Informacoes sobre ordens
| Nome do Produto | Numero de Catalogo | UNID | Preco | Qde | FAVORITOS | |
Integrin αV/ITGAV/CD51 Plasmídeo duplo de Nickase (h) | sc-400506-NIC | 20 µg | $410.00 | |||
Integrin αV/ITGAV/CD51 Plasmídeo duplo de Nickase (h2) | sc-400506-NIC-2 | 20 µg | $410.00 |
ITGAV codifica a integrina αV (CD51), uma subunidade α que se associa a várias integrinas β (por exemplo, β3, β5, β6, β8) para formar recetores de ligandos da matriz extracelular que contêm motivos RGD, como a vitronectina, a fibronectina e a osteopontina. Por meio de sinalização “outside-in” dependente de adesão, integrinas que contêm αV regulam a dinâmica das adesões focais, a remodelação do citoesqueleto e a migração celular por vias que incluem FAK/SRC, PI3K–AKT e MAPK/ERK. ITGAV também contribui para a mecanotransdução e pode modular a ativação de TGF-β no microambiente extracelular por meio de heterodímeros específicos, influenciando programas epitélio–mesenquimais e a remodelação tecidual. A desregulação da sinalização de integrina αV é frequentemente investigada em contextos de invasão tumoral, angiogénese, fibrose e tráfego de células inflamatórias, tornando ITGAV um alvo comum em estudos de adesão e sinalização do microambiente.

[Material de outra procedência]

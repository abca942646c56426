//! Dev workflow orchestration
//!
//! Named entry points for the development loop (`capgains dev <task>`).
//! Each task is a linear sequence of external tool invocations with
//! fail-fast exit-code propagation: a step's non-zero exit halts the
//! sequence and surfaces the child's own status unmodified.  Nothing is
//! retried or recovered here; failure handling belongs to the invoking
//! developer or CI system.

use console::style;
use std::fs;
use std::path::{Path, PathBuf};
use std::process::Command;
use walkdir::WalkDir;

use crate::error::{Result, workflow};

/// Named workflow operation
#[derive(Clone, Copy, Debug, PartialEq, Eq)]
pub enum Task {
    Test,
    Clean,
    Install,
    Uninstall,
    Lint,
    LintTests,
}

impl Task {
    pub fn name(self) -> &'static str {
        match self {
            Task::Test => "test",
            Task::Clean => "clean",
            Task::Install => "install",
            Task::Uninstall => "uninstall",
            Task::Lint => "lint",
            Task::LintTests => "lint-tests",
        }
    }
}

/// Build artifacts and scratch files removed by `clean`.
///
/// Removal is best-effort: missing paths are fine, `clean` never fails on
/// absence.
const CLEAN_DIRS: &[&str] = &["target", "dist", "coverage"];
const CLEAN_FILES: &[&str] = &["settings.local.yaml", "test-ledger.json"];

/// Runs workflow tasks against a project root.
///
/// With `dry_run`, prints the planned commands and removals without
/// executing anything.
pub struct Runner {
    root: PathBuf,
    dry_run: bool,
}

impl Runner {
    pub fn new(root: PathBuf, dry_run: bool) -> Self {
        Runner { root, dry_run }
    }

    pub fn run(&self, task: Task) -> Result<()> {
        match task {
            Task::Test => self.test(),
            Task::Clean => self.clean(),
            Task::Install => self.install(),
            Task::Uninstall => self.uninstall(),
            Task::Lint => self.lint(),
            Task::LintTests => self.lint_tests(),
        }
    }

    /// Erase coverage state, then run the test runner with statement
    /// coverage instrumentation, verbose/no-capture
    fn test(&self) -> Result<()> {
        self.remove_coverage_state(Task::Test)?;
        self.exec(
            Task::Test,
            "cargo",
            &["test", "--all-features", "--", "--nocapture"],
            &[
                ("RUSTFLAGS", "-C instrument-coverage"),
                ("LLVM_PROFILE_FILE", "coverage/capgains-%p-%m.profraw"),
            ],
        )
    }

    /// Delete build artifacts, editor backups, coverage data, generated
    /// local settings and the scratch test ledger
    fn clean(&self) -> Result<()> {
        for dir in CLEAN_DIRS {
            self.remove_dir(Task::Clean, &self.root.join(dir))?;
        }
        for file in CLEAN_FILES {
            self.remove_file(Task::Clean, &self.root.join(file))?;
        }
        self.sweep_scratch_files(Task::Clean)?;
        Ok(())
    }

    /// clean, then uninstall, then install from source.
    ///
    /// Ordering is significant: stale artifacts and any prior installation
    /// must be gone before reinstalling, so the install is reproducible.
    fn install(&self) -> Result<()> {
        self.clean()?;
        self.uninstall()?;
        self.exec(
            Task::Install,
            "cargo",
            &["install", "--path", ".", "--locked"],
            &[],
        )
    }

    /// Remove any previously installed capgains, non-interactively.
    ///
    /// A missing installation is not a failure (mirrors auto-confirmed
    /// package-manager removal).
    fn uninstall(&self) -> Result<()> {
        let rendered = "cargo uninstall capgains";
        if self.dry_run {
            println!("{} {rendered}", style("Would run").cyan().bold());
            return Ok(());
        }
        println!("{} {rendered}", style("Running").green().bold());
        let output = Command::new("cargo")
            .args(["uninstall", "capgains"])
            .current_dir(&self.root)
            .output()
            .map_err(|e| workflow::spawn_failed(Task::Uninstall.name(), rendered, e.to_string()))?;
        if output.status.success() {
            return Ok(());
        }
        let stderr = String::from_utf8_lossy(&output.stderr);
        if stderr.contains("did not match any packages") {
            println!("capgains is not installed; nothing to uninstall.");
            return Ok(());
        }
        eprint!("{stderr}");
        Err(workflow::step_failed(
            Task::Uninstall.name(),
            rendered,
            output.status.to_string(),
        ))
    }

    /// Static analysis over package source (library and binaries)
    fn lint(&self) -> Result<()> {
        self.exec(
            Task::Lint,
            "cargo",
            &["clippy", "--all-features", "--lib", "--bins", "--", "-D", "warnings"],
            &[],
        )
    }

    /// Static analysis over test files
    fn lint_tests(&self) -> Result<()> {
        self.exec(
            Task::LintTests,
            "cargo",
            &["clippy", "--all-features", "--tests", "--", "-D", "warnings"],
            &[],
        )
    }

    fn remove_coverage_state(&self, task: Task) -> Result<()> {
        self.remove_dir(task, &self.root.join("coverage"))?;
        self.sweep_scratch_files(task)
    }

    /// Remove editor backups (`*~`) and stray coverage profiles
    /// (`*.profraw`) anywhere under the root
    fn sweep_scratch_files(&self, task: Task) -> Result<()> {
        let walker = WalkDir::new(&self.root)
            .into_iter()
            .filter_entry(|entry| entry.file_name().to_str() != Some(".git"));
        for entry in walker {
            let entry = match entry {
                Ok(entry) => entry,
                // Unreadable subtrees don't fail a best-effort sweep
                Err(_) => continue,
            };
            if !entry.file_type().is_file() {
                continue;
            }
            let name = entry.file_name().to_string_lossy();
            if name.ends_with('~') || name.ends_with(".profraw") {
                self.remove_file(task, entry.path())?;
            }
        }
        Ok(())
    }

    fn remove_dir(&self, task: Task, path: &Path) -> Result<()> {
        if !path.exists() {
            return Ok(());
        }
        if self.dry_run {
            println!(
                "{} {}",
                style("Would remove").cyan().bold(),
                path.display()
            );
            return Ok(());
        }
        fs::remove_dir_all(path)
            .map_err(|e| workflow::step_failed(task.name(), format!("rm -r {}", path.display()), e.to_string()))
    }

    fn remove_file(&self, task: Task, path: &Path) -> Result<()> {
        if !path.exists() {
            return Ok(());
        }
        if self.dry_run {
            println!(
                "{} {}",
                style("Would remove").cyan().bold(),
                path.display()
            );
            return Ok(());
        }
        fs::remove_file(path)
            .map_err(|e| workflow::step_failed(task.name(), format!("rm {}", path.display()), e.to_string()))
    }

    fn exec(&self, task: Task, program: &str, args: &[&str], envs: &[(&str, &str)]) -> Result<()> {
        let rendered = format!("{program} {}", args.join(" "));
        if self.dry_run {
            println!("{} {rendered}", style("Would run").cyan().bold());
            return Ok(());
        }
        println!("{} {rendered}", style("Running").green().bold());
        let status = Command::new(program)
            .args(args)
            .envs(envs.iter().copied())
            .current_dir(&self.root)
            .status()
            .map_err(|e| workflow::spawn_failed(task.name(), &rendered, e.to_string()))?;
        if status.success() {
            Ok(())
        } else {
            Err(workflow::step_failed(task.name(), &rendered, status.to_string()))
        }
    }
}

Integrin αV/ITGAV/CD51 O Plasmídeo de Nickase Dupla (h) consiste num par de plasmídeos combinados, concebidos para a edição de alta especificidade do locus ITGAV em linhas celulares human. Cada plasmídeo expressa uma nickase Cas9 D10A e um sgRNA distinto que tem como alvo cadeias de ADN opostas dentro de ITGAV. Quando direcionadas para locais adjacentes em cadeias de ADN opostas, as duas nickases geram cortes deslocados numa única cadeia que, em conjunto, produzem uma quebra escalonada de cadeia dupla, exigindo uma atividade coordenada no alvo por parte de ambas as guias. A quebra de ADN resultante é resolvida por vias de reparação celular endógenas, mais frequentemente através da junção de extremidades não homólogas (NHEJ), levando a inserções ou deleções que perturbam a função ITGAV. Ao exigir o envolvimento de dois sgRNA no locus alvo, a abordagem de dupla nickase aumenta a especificidade da edição e fornece uma estratégia CRISPR complementar para aplicações em que se deseja um controlo adicional sobre a precisão do direcionamento.
Para apoiar a identificação eficiente das células editadas, um plasmídeo codifica GFP para visualização fluorescente das populações transfectadas, enquanto o plasmídeo complementar transporta um gene de resistência à puromicina para seleção antibiótica. Em conjunto, estas características apoiam o enriquecimento eficiente das populações co-transfectadas e simplificam a validação dos clones com ITGAV interrompido.
Apenas para uso em investigação. Não se destina a uso diagnóstico ou terapêutico.